I am one of many people communicating for and with the autistic population.  About 3 in every 100 people are autistic.  About 2 million in the UK, on the best and most recent workings-out e.g. the count of all school age children in Northern Ireland, for example.

And at least 3 out of every 10 autistic people are lesbian, gay, bisexual, transgender, non-binary, queer, asexual, intersex, etc.  In other words, part of the LGBTQ population.  The figure for autistic females is higher, at around half.  So, that's about 600,000 autistic people who are part of the LGBT+ communities, in the UK.

Yes, perhaps half the autistic women in the country are part of the LGBTQ population.  

Autistic people are as likely to be Christians as anyone else.  As likely to be churchgoers, church leaders, musicians, organists, treasurers, youth workers.  No, I'm not joking.  We made it so awful for people, when they disclose they're autistic, that we forced people into hiding.

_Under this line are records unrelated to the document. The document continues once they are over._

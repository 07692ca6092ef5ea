//! Blinded-output construction: denomination split, fresh contract secrets
//! and blinding factors, and the unblinding of the mint's signatures back
//! into proofs.

use secp256k1::{PublicKey, SecretKey};

use crate::contract::{ContractSecret, SpendConditions};
use crate::crypto::{blind_message, unblind_signature, verify_dleq};
use crate::error::{BraidError, Result};
use crate::mint::Keyset;
use crate::proof::{BlindSignature, BlindedMessage, Proof, ProofDleq};

/// A locally retained output: the blinded message handed to the mint plus
/// everything needed to unblind its signature. Whoever drops `r` forfeits
/// the ability to claim.
#[derive(Clone, Debug)]
pub struct OutputData {
    pub blinded: BlindedMessage,
    pub secret: String,
    pub r: SecretKey,
}

/// The lock each constructed output carries.
#[derive(Clone, Debug)]
pub enum OutputLock {
    P2pk {
        owner: PublicKey,
        conditions: SpendConditions,
    },
    Htlc {
        payment_hash: [u8; 32],
        conditions: SpendConditions,
    },
}

impl OutputLock {
    fn fresh_secret(&self) -> ContractSecret {
        match self {
            OutputLock::P2pk { owner, conditions } => {
                ContractSecret::p2pk(owner, conditions.clone())
            }
            OutputLock::Htlc {
                payment_hash,
                conditions,
            } => ContractSecret::htlc(payment_hash, conditions.clone()),
        }
    }
}

/// Power-of-two split, smallest denomination first.
pub fn split_amount(amount: u64) -> Vec<u64> {
    (0..64)
        .filter(|bit| amount & (1 << bit) != 0)
        .map(|bit| 1 << bit)
        .collect()
}

/// Build one freshly-nonced, freshly-blinded output per denomination of
/// `amount`. The returned order is the denomination order and must be
/// preserved through the swap.
pub fn create_outputs(amount: u64, keyset_id: &str, lock: &OutputLock) -> Result<Vec<OutputData>> {
    if amount == 0 {
        return Err(BraidError::Amount("amount must be positive".to_string()));
    }

    let mut outputs = Vec::new();
    for denomination in split_amount(amount) {
        let secret = lock.fresh_secret().to_string();
        let (b, r) = blind_message(secret.as_bytes(), None)?;
        outputs.push(OutputData {
            blinded: BlindedMessage {
                amount: denomination,
                id: keyset_id.to_string(),
                b,
            },
            secret,
            r,
        });
    }
    Ok(outputs)
}

pub fn blinded_messages(outputs: &[OutputData]) -> Vec<BlindedMessage> {
    outputs.iter().map(|o| o.blinded.clone()).collect()
}

/// Pair the mint's signatures with the retained outputs, position by
/// position, and unblind into proofs. Discrete-log-equality proofs are
/// verified when the mint attaches them and retained on the proof.
pub fn unblind_outputs(
    outputs: &[OutputData],
    signatures: &[BlindSignature],
    keyset: &Keyset,
) -> Result<Vec<Proof>> {
    if outputs.len() != signatures.len() {
        return Err(BraidError::Protocol(format!(
            "expected {} blinded signatures, got {}",
            outputs.len(),
            signatures.len()
        )));
    }

    let mut proofs = Vec::with_capacity(outputs.len());
    for (output, signature) in outputs.iter().zip(signatures) {
        if output.blinded.amount != signature.amount {
            return Err(BraidError::Protocol(format!(
                "signature amount {} does not match output amount {}",
                signature.amount, output.blinded.amount
            )));
        }
        let mint_key = keyset.key_for(signature.amount)?;

        let dleq = match &signature.dleq {
            Some(dleq) => {
                let e = parse_scalar(&dleq.e)?;
                let s = parse_scalar(&dleq.s)?;
                verify_dleq(&output.blinded.b, &signature.c, &e, &s, mint_key)?;
                Some(ProofDleq {
                    e: dleq.e.clone(),
                    s: dleq.s.clone(),
                    r: hex::encode(output.r.secret_bytes()),
                })
            }
            None => None,
        };

        let c = unblind_signature(&signature.c, &output.r, mint_key)?;
        proofs.push(Proof {
            id: signature.id.clone(),
            amount: signature.amount,
            secret: output.secret.clone(),
            c,
            witness: None,
            dleq,
        });
    }
    Ok(proofs)
}

fn parse_scalar(raw: &str) -> Result<SecretKey> {
    let bytes =
        hex::decode(raw).map_err(|_| BraidError::Crypto("scalar is not hex".to_string()))?;
    SecretKey::from_slice(&bytes).map_err(|e| BraidError::Crypto(format!("invalid scalar: {e}")))
}
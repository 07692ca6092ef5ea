use std::path::Path;

use bip39::Mnemonic;
use bitcoin::bip32::Xpriv;
use bitcoin::Network;
use serde::{Deserialize, Serialize};
use zeroize::Zeroizing;

use crate::error::{BraidError, Result};
use crate::wallet::PeerKeys;

fn default_fee_sat() -> u64 {
    2
}

fn default_request_timeout_secs() -> u64 {
    30
}

fn default_invoice_expiry_secs() -> u64 {
    3600
}

/// Per-peer configuration, loaded from a TOML file. `lightning_rpc_url` is
/// only meaningful for the gateway; `fee_sat` only for the dealer.
#[derive(Clone, Debug, Serialize, Deserialize)]
pub struct PeerConfig {
    pub name: String,
    pub mint_url: String,
    pub relay_url: String,
    pub db_path: String,
    pub seed_phrase: String,
    #[serde(default)]
    pub lightning_rpc_url: Option<String>,
    #[serde(default = "default_fee_sat")]
    pub fee_sat: u64,
    #[serde(default = "default_request_timeout_secs")]
    pub request_timeout_secs: u64,
    #[serde(default = "default_invoice_expiry_secs")]
    pub invoice_expiry_secs: u64,
}

impl PeerConfig {
    pub fn from_file(path: &Path) -> Result<Self> {
        let data = std::fs::read_to_string(path).map_err(|e| {
            BraidError::Config(format!("failed to read {}: {e}", path.display()))
        })?;
        let config: PeerConfig = toml::from_str(&data).map_err(|e| {
            BraidError::Config(format!("failed to parse {}: {e}", path.display()))
        })?;
        config.validate()?;
        Ok(config)
    }

    pub fn validate(&self) -> Result<()> {
        if self.name.is_empty() {
            return Err(BraidError::Config("name must not be empty".to_string()));
        }
        if self.mint_url.is_empty() {
            return Err(BraidError::Config("mint_url must not be empty".to_string()));
        }
        if self.relay_url.is_empty() {
            return Err(BraidError::Config("relay_url must not be empty".to_string()));
        }
        if self.seed_phrase.is_empty() {
            return Err(BraidError::Config(
                "seed_phrase must not be empty".to_string(),
            ));
        }
        if self.request_timeout_secs == 0 {
            return Err(BraidError::Config(
                "request_timeout_secs must be > 0".to_string(),
            ));
        }
        Ok(())
    }

    /// Long-term peer identity from the seed phrase: BIP39 seed into a
    /// BIP32 master key.
    pub fn derive_keys(&self) -> Result<PeerKeys> {
        let mnemonic = Mnemonic::parse(self.seed_phrase.trim())
            .map_err(|e| BraidError::Config(format!("invalid seed phrase: {e}")))?;
        let seed = Zeroizing::new(mnemonic.to_seed(""));
        let master = Xpriv::new_master(Network::Bitcoin, seed.as_ref())
            .map_err(|e| BraidError::Config(format!("key derivation failed: {e}")))?;
        Ok(PeerKeys::new(master.private_key))
    }
}
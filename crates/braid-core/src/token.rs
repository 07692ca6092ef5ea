//! Compact token encoding for transporting proofs between peers: CBOR body,
//! base64-url without padding, `cashuB` prefix. Proofs are grouped by
//! keyset, points travel as raw bytes.

use std::collections::BTreeMap;

use base64::engine::general_purpose::URL_SAFE_NO_PAD;
use base64::Engine as _;
use ciborium::value::Value;
use secp256k1::PublicKey;

use crate::error::{BraidError, Result};
use crate::proof::Proof;

const TOKEN_PREFIX: &str = "cashuB";

#[derive(Clone, Debug, PartialEq)]
pub struct Token {
    pub mint_url: String,
    pub unit: String,
    pub memo: Option<String>,
    pub proofs: Vec<Proof>,
}

impl Token {
    pub fn new(mint_url: impl Into<String>, unit: impl Into<String>, proofs: Vec<Proof>) -> Self {
        Token {
            mint_url: mint_url.into(),
            unit: unit.into(),
            memo: None,
            proofs,
        }
    }

    pub fn total_amount(&self) -> u64 {
        self.proofs.iter().map(|p| p.amount).sum()
    }

    pub fn encode(&self) -> Result<String> {
        let mut groups: BTreeMap<String, Vec<&Proof>> = BTreeMap::new();
        for proof in &self.proofs {
            groups.entry(proof.id.clone()).or_default().push(proof);
        }

        let keyset_groups: Vec<Value> = groups
            .into_iter()
            .map(|(id, proofs)| {
                let id_bytes = hex::decode(&id)
                    .map_err(|_| BraidError::Token(format!("keyset id {id:?} is not hex")))?;
                let entries: Vec<Value> = proofs
                    .into_iter()
                    .map(|p| {
                        let mut fields = vec![
                            (Value::Text("a".into()), Value::Integer(p.amount.into())),
                            (Value::Text("s".into()), Value::Text(p.secret.clone())),
                            (Value::Text("c".into()), Value::Bytes(p.c.serialize().to_vec())),
                        ];
                        if let Some(witness) = &p.witness {
                            fields.push((Value::Text("w".into()), Value::Text(witness.clone())));
                        }
                        Value::Map(fields)
                    })
                    .collect();
                Ok(Value::Map(vec![
                    (Value::Text("i".into()), Value::Bytes(id_bytes)),
                    (Value::Text("p".into()), Value::Array(entries)),
                ]))
            })
            .collect::<Result<_>>()?;

        let mut body = vec![
            (Value::Text("m".into()), Value::Text(self.mint_url.clone())),
            (Value::Text("u".into()), Value::Text(self.unit.clone())),
        ];
        if let Some(memo) = &self.memo {
            body.push((Value::Text("d".into()), Value::Text(memo.clone())));
        }
        body.push((Value::Text("t".into()), Value::Array(keyset_groups)));

        let mut encoded = Vec::new();
        ciborium::into_writer(&Value::Map(body), &mut encoded)
            .map_err(|e| BraidError::Token(format!("cbor encoding failed: {e}")))?;
        Ok(format!("{TOKEN_PREFIX}{}", URL_SAFE_NO_PAD.encode(encoded)))
    }

    pub fn decode(raw: &str) -> Result<Token> {
        let body = raw
            .strip_prefix(TOKEN_PREFIX)
            .ok_or_else(|| BraidError::Token("missing token prefix".to_string()))?;
        let bytes = URL_SAFE_NO_PAD
            .decode(body)
            .map_err(|e| BraidError::Token(format!("invalid base64: {e}")))?;
        let value: Value = ciborium::from_reader(bytes.as_slice())
            .map_err(|e| BraidError::Token(format!("invalid cbor: {e}")))?;

        let top = as_map(&value)?;
        let mint_url = as_text(field(top, "m")?)?.to_string();
        let unit = as_text(field(top, "u")?)?.to_string();
        let memo = match field(top, "d") {
            Ok(v) => Some(as_text(v)?.to_string()),
            Err(_) => None,
        };

        let mut proofs = Vec::new();
        for group in as_array(field(top, "t")?)? {
            let group = as_map(group)?;
            let id = hex::encode(as_bytes(field(group, "i")?)?);
            for entry in as_array(field(group, "p")?)? {
                let entry = as_map(entry)?;
                let amount = as_integer(field(entry, "a")?)?;
                let secret = as_text(field(entry, "s")?)?.to_string();
                let c = PublicKey::from_slice(as_bytes(field(entry, "c")?)?)
                    .map_err(|e| BraidError::Token(format!("invalid proof point: {e}")))?;
                let witness = match field(entry, "w") {
                    Ok(v) => Some(as_text(v)?.to_string()),
                    Err(_) => None,
                };
                proofs.push(Proof {
                    id: id.clone(),
                    amount,
                    secret,
                    c,
                    witness,
                    dleq: None,
                });
            }
        }

        if proofs.is_empty() {
            return Err(BraidError::Token("token carries no proofs".to_string()));
        }
        Ok(Token {
            mint_url,
            unit,
            memo,
            proofs,
        })
    }
}

fn as_map(value: &Value) -> Result<&Vec<(Value, Value)>> {
    value
        .as_map()
        .ok_or_else(|| BraidError::Token("expected cbor map".to_string()))
}

fn as_array(value: &Value) -> Result<&Vec<Value>> {
    value
        .as_array()
        .ok_or_else(|| BraidError::Token("expected cbor array".to_string()))
}

fn as_text(value: &Value) -> Result<&str> {
    value
        .as_text()
        .ok_or_else(|| BraidError::Token("expected cbor text".to_string()))
}

fn as_bytes(value: &Value) -> Result<&[u8]> {
    value
        .as_bytes()
        .map(|b| b.as_slice())
        .ok_or_else(|| BraidError::Token("expected cbor bytes".to_string()))
}

fn as_integer(value: &Value) -> Result<u64> {
    let integer = value
        .as_integer()
        .ok_or_else(|| BraidError::Token("expected cbor integer".to_string()))?;
    u64::try_from(integer).map_err(|_| BraidError::Token("amount out of range".to_string()))
}

fn field<'a>(map: &'a [(Value, Value)], key: &str) -> Result<&'a Value> {
    map.iter()
        .find(|(k, _)| k.as_text() == Some(key))
        .map(|(_, v)| v)
        .ok_or_else(|| BraidError::Token(format!("missing field {key:?}")))
}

Now, we have a genuine bit of thinking to do here, as a church.  Why?  Because we know that autistic people are often a vulnerable population, with a suicide rate nine times higher than others.  Dying on average at age 54 after a lifetime of difficulties caused by society.  So many are homeless, having been denied jobs as well.  We know that they are routinely targeted for bullying, ostracism, fraud and every other form of crime. We know that the rates of targeting for sexual assault are sky high, to use a phrase.  3 out of every 10 autistic women are victims of rape, for example.  Some 6 out of 10 are likely to be diagnosable as having trauma conditions, after what's happened to them. 

These aren't 'angry activists' and 'dangerous/toxic people', storming the gates of your church.   Many are understandably fearful of the people around them, for really good reasons.   Most are communicating using a different body language and spoken language method to you, which so often leads to misunderstandings between the two cultures (autistic and non-autistic).  Such good research out in these last couple of years on this.  Try http://annsautism.blogspot.com/2019/01/autism-some-vital-research-links.html for the links.

If e.g. half of autistic women are part of the LGBTQ communities, struggling to survive, what is our response to those tens of thousands in our parishes?  Is our response to lock the church door in their faces, or bring them in for a good bit of condemnation? Or leave them for the nearest predator in the church to prey on?  To throw a medicalised phrase their way, or perhaps put a fiver in the collection box for some autism charity and hope God approves?

 And is that what God asked us to do? 

Or is that bread and wine for all who want to follow Jesus?  In love?  Is that safe fold, watched by the Good Shepherd, only for some of the flock, or for all who yearn to follow Him?

If wanting a safe church for autistic people leads people to see me as a warrior, that's OK.   But it's not war I bring.  It's fellowship.  And maybe that's the thing some fear the most....because to make our churches a place where all belong takes acknowledgement of fear-of-difference, and that's a hard thing to do.

We are commanded to see everyone as being made in the image of God.

Leave no-one unloved.



Thank you for reading, from this autistic member of the LGBTQ community, who follows Jesus, and always will.